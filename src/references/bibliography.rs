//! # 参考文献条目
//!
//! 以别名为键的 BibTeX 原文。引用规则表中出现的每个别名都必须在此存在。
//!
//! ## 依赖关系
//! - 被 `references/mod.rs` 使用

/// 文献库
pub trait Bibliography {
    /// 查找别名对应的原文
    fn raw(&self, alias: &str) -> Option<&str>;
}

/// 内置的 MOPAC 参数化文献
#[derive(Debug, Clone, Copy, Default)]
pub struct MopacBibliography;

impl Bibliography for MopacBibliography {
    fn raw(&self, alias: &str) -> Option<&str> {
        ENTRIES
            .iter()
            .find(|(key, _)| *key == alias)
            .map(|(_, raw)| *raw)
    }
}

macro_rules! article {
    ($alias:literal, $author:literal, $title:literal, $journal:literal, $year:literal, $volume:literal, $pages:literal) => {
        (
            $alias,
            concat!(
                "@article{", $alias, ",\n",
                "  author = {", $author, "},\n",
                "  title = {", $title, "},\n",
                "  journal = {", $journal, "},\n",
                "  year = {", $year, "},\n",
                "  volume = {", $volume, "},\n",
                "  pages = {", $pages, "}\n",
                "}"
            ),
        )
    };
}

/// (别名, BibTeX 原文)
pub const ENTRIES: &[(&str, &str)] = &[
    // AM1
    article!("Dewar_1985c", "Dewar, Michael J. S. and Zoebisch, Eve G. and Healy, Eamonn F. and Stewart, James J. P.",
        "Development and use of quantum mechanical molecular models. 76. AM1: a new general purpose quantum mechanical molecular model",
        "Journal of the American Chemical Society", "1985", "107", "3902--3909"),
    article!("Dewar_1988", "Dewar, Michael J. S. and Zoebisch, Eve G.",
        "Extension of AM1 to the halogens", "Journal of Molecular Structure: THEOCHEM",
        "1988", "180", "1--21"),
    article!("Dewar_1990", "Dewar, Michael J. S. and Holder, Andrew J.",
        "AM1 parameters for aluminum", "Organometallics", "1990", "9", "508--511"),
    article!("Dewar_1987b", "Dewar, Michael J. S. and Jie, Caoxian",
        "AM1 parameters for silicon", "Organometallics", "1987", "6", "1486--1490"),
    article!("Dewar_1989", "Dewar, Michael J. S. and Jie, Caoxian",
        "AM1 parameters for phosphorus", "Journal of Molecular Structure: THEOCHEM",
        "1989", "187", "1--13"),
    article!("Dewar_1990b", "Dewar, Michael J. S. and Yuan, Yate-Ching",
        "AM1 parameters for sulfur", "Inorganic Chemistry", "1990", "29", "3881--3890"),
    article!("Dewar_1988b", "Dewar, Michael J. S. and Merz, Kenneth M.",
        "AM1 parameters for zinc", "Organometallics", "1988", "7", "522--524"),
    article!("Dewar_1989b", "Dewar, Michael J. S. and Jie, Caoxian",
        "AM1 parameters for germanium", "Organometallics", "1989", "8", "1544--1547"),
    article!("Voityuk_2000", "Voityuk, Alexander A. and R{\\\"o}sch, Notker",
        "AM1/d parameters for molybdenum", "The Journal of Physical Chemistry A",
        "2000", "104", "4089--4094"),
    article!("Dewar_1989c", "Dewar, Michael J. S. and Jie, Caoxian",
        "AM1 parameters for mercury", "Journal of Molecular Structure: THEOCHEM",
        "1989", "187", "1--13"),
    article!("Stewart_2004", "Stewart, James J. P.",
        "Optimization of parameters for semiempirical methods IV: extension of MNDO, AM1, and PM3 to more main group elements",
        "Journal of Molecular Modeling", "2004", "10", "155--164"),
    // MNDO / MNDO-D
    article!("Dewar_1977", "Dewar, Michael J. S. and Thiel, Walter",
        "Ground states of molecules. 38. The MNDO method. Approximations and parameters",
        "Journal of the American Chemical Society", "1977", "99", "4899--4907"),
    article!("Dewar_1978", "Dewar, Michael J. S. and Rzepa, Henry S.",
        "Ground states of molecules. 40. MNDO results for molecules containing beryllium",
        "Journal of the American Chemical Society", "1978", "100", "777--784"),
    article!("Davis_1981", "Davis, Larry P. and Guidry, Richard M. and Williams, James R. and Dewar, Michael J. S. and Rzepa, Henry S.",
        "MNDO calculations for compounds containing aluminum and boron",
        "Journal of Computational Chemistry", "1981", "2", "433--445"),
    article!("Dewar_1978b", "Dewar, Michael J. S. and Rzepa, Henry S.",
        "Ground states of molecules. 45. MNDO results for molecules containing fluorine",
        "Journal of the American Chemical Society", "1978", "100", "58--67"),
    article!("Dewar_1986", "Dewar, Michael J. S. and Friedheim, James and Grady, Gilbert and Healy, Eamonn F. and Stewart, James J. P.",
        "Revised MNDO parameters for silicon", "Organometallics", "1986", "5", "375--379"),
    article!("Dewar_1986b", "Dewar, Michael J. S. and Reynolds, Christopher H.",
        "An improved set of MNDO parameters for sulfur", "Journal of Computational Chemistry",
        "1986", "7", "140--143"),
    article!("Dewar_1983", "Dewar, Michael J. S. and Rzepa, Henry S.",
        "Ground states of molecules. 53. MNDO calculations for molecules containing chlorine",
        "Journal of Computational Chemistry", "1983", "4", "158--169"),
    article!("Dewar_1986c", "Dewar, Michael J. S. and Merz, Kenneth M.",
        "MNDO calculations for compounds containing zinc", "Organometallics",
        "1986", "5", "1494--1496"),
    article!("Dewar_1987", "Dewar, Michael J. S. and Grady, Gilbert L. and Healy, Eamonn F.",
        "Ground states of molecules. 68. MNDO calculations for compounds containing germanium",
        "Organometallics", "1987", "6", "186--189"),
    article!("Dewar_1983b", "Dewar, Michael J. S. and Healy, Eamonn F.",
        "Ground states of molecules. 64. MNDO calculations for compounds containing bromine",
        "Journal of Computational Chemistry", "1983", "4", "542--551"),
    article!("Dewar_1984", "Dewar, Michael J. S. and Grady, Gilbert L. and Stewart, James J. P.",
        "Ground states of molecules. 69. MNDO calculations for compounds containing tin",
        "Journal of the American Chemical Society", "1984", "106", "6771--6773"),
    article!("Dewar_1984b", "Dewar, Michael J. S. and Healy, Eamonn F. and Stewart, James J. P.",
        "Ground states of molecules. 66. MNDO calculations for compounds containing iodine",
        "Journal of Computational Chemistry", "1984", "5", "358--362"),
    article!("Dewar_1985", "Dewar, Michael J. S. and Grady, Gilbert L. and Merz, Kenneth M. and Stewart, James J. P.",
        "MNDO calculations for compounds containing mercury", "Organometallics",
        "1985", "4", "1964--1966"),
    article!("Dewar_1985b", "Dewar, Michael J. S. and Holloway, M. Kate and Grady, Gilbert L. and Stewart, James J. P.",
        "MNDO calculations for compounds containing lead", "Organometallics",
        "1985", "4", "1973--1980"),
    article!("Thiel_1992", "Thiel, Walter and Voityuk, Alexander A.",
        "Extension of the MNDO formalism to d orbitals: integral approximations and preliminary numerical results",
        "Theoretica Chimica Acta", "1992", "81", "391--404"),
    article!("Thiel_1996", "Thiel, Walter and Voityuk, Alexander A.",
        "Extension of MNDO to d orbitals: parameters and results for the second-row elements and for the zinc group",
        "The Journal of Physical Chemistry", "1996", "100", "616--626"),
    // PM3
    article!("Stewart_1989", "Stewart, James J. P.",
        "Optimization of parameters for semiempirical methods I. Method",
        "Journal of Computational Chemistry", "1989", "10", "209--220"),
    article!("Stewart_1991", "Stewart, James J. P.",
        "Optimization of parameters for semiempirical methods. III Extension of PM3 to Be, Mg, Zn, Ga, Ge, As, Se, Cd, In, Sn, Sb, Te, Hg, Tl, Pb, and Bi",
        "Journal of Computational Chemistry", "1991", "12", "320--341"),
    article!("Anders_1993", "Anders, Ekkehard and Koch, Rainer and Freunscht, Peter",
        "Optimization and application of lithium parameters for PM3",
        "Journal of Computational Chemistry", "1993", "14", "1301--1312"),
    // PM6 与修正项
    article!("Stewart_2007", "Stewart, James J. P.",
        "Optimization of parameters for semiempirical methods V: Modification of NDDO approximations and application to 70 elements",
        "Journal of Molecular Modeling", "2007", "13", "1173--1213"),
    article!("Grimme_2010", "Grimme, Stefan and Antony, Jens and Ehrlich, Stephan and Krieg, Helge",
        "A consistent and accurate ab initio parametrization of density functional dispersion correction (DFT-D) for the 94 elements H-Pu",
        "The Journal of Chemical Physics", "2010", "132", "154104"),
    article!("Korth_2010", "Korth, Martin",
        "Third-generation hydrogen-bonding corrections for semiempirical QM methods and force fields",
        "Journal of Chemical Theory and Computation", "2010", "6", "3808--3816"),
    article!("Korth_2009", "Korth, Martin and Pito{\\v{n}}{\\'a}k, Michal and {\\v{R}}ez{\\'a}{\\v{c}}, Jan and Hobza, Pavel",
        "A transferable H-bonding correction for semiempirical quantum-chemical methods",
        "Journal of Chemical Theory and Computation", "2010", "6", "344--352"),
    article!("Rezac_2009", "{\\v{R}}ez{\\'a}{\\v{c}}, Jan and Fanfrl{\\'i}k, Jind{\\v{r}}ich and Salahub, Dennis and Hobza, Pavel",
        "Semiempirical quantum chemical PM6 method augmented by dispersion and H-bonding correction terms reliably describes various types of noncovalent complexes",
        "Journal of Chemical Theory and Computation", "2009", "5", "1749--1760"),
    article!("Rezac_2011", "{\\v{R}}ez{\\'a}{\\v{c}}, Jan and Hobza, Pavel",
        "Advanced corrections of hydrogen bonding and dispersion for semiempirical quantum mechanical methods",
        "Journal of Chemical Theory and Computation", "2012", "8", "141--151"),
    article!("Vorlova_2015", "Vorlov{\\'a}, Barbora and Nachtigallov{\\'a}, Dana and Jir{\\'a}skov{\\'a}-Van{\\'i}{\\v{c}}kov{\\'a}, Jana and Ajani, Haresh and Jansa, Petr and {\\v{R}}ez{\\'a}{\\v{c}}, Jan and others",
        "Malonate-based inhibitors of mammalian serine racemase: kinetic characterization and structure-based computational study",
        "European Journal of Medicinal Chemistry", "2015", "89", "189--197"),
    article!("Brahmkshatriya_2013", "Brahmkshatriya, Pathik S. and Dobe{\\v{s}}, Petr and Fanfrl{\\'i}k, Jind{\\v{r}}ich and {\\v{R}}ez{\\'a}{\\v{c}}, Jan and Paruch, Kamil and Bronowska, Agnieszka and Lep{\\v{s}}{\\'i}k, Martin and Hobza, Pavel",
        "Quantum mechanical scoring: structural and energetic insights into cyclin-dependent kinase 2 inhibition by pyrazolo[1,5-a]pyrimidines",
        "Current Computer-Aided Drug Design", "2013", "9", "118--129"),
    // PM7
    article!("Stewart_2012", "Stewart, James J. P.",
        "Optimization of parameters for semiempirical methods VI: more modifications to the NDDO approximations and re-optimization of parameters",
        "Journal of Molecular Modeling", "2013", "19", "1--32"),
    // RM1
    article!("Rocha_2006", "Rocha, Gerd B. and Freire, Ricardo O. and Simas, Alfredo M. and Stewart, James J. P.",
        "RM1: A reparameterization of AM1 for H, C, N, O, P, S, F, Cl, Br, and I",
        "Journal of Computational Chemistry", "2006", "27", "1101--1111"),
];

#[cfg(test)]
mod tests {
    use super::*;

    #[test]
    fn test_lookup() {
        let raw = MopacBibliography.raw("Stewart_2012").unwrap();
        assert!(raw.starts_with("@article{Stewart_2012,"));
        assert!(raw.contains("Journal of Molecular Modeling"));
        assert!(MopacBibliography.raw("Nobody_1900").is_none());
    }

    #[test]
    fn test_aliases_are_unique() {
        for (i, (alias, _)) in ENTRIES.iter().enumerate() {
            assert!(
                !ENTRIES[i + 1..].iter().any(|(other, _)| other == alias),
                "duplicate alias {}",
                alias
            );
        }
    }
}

◆ Work task
Filter the listing so that only lines holding the word "Voityuk" remain, and copy those lines.

◆ Written answer
    article!("Voityuk_2000", "Voityuk, Alexander A. and R{\\\"o}sch, Notker",
    article!("Thiel_1992", "Thiel, Walter and Voityuk, Alexander A.",
    article!("Thiel_1996", "Thiel, Walter and Voityuk, Alexander A.",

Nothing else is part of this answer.